> _WHAT THE TASK REQUIRES_
In the entries that follow, identify the line containing "self.load_all().and_then(|models| models.into_iter().next())" and return it together with all later lines, exactly as they appear.

Collected data:
----
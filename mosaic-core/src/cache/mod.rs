//! State cache: keyed, expiring snapshots of component models.
//!
//! The cache is an optimization, never a source of truth. Reads that fail
//! for any reason are cache misses; writes that fail are logged and dropped.
//!
//! Entries are stored as JSON of the shape `{"component": [ComponentModel]}`
//! under a caller-supplied key.

mod memory;
mod sqlite;

pub use memory::MemoryStore;
pub use sqlite::SqliteStore;

use std::sync::Arc;

use chrono::{DateTime, Duration, Utc};
use mosaic_api::ComponentModel;
use serde::{Deserialize, Serialize};

use crate::error::CacheError;

/// Backing store for cache entries.
///
/// Implementations synchronize internally and treat an entry whose expiry
/// is at or before the current time as absent.
pub trait CacheStore: Send + Sync {
    fn get(&self, key: &str) -> anyhow::Result<Option<String>>;

    fn set(&self, key: &str, payload: &str, expires_at: DateTime<Utc>) -> anyhow::Result<()>;

    fn remove(&self, key: &str) -> anyhow::Result<()>;
}

/// Persisted entry layout.
#[derive(Debug, Clone, PartialEq, Serialize, Deserialize)]
pub struct CachePayload {
    pub component: Vec<ComponentModel>,
}

/// A cache namespace for one component.
#[derive(Clone)]
pub struct StateCache {
    key: String,
    store: Arc<dyn CacheStore>,
    ttl: Duration,
}

impl StateCache {
    pub fn new(key: impl Into<String>, store: Arc<dyn CacheStore>, ttl: Duration) -> Self {
        Self {
            key: key.into(),
            store,
            ttl,
        }
    }

    pub fn key(&self) -> &str {
        &self.key
    }

    /// Snapshot a model, expiring `ttl` from now. Failures are logged.
    pub fn cache(&self, model: &ComponentModel) {
        if let Err(e) = self.try_save(std::slice::from_ref(model)) {
            tracing::warn!(key = %self.key, "Failed to write state cache: {}", e);
        }
    }

    /// Restore the cached model, if any.
    pub fn load(&self) -> Option<ComponentModel> {
        self.load_all().and_then(|models| models.into_iter().next())
    }

    /// Restore every cached model, if any.
    pub fn load_all(&self) -> Option<Vec<ComponentModel>> {
        match self.try_load() {
            Ok(models) => models,
            Err(e) => {
                tracing::warn!(key = %self.key, "Failed to read state cache: {}", e);
                None
            }
        }
    }

    /// Drop the cached entry.
    pub fn clear(&self) {
        if let Err(e) = self.store.remove(&self.key) {
            tracing::warn!(key = %self.key, "Failed to clear state cache: {}", e);
        }
    }

    fn try_save(&self, models: &[ComponentModel]) -> Result<(), CacheError> {
        let payload = CachePayload {
            component: models.to_vec(),
        };
        let json = serde_json::to_string(&payload).map_err(CacheError::Encode)?;
        self.store.set(&self.key, &json, Utc::now() + self.ttl)?;
        Ok(())
    }

    fn try_load(&self) -> Result<Option<Vec<ComponentModel>>, CacheError> {
        let Some(json) = self.store.get(&self.key)? else {
            return Ok(None);
        };
        let mut payload: CachePayload =
            serde_json::from_str(&json).map_err(CacheError::Decode)?;
        for model in &mut payload.component {
            model.refresh_indexes();
        }
        Ok(Some(payload.component))
    }
}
----
> _EXERCISE ANSWER_
        self.load_all().and_then(|models| models.into_iter().next())
    }

    /// Restore every cached model, if any.
    pub fn load_all(&self) -> Option<Vec<ComponentModel>> {
        match self.try_load() {
            Ok(models) => models,
            Err(e) => {
                tracing::warn!(key = %self.key, "Failed to read state cache: {}", e);
                None
            }
        }
    }

    /// Drop the cached entry.
    pub fn clear(&self) {
        if let Err(e) = self.store.remove(&self.key) {
            tracing::warn!(key = %self.key, "Failed to clear state cache: {}", e);
        }
    }

    fn try_save(&self, models: &[ComponentModel]) -> Result<(), CacheError> {
        let payload = CachePayload {
            component: models.to_vec(),
        };
        let json = serde_json::to_string(&payload).map_err(CacheError::Encode)?;
        self.store.set(&self.key, &json, Utc::now() + self.ttl)?;
        Ok(())
    }

    fn try_load(&self) -> Result<Option<Vec<ComponentModel>>, CacheError> {
        let Some(json) = self.store.get(&self.key)? else {
            return Ok(None);
        };
        let mut payload: CachePayload =
            serde_json::from_str(&json).map_err(CacheError::Decode)?;
        for model in &mut payload.component {
            model.refresh_indexes();
        }
        Ok(Some(payload.component))
    }
}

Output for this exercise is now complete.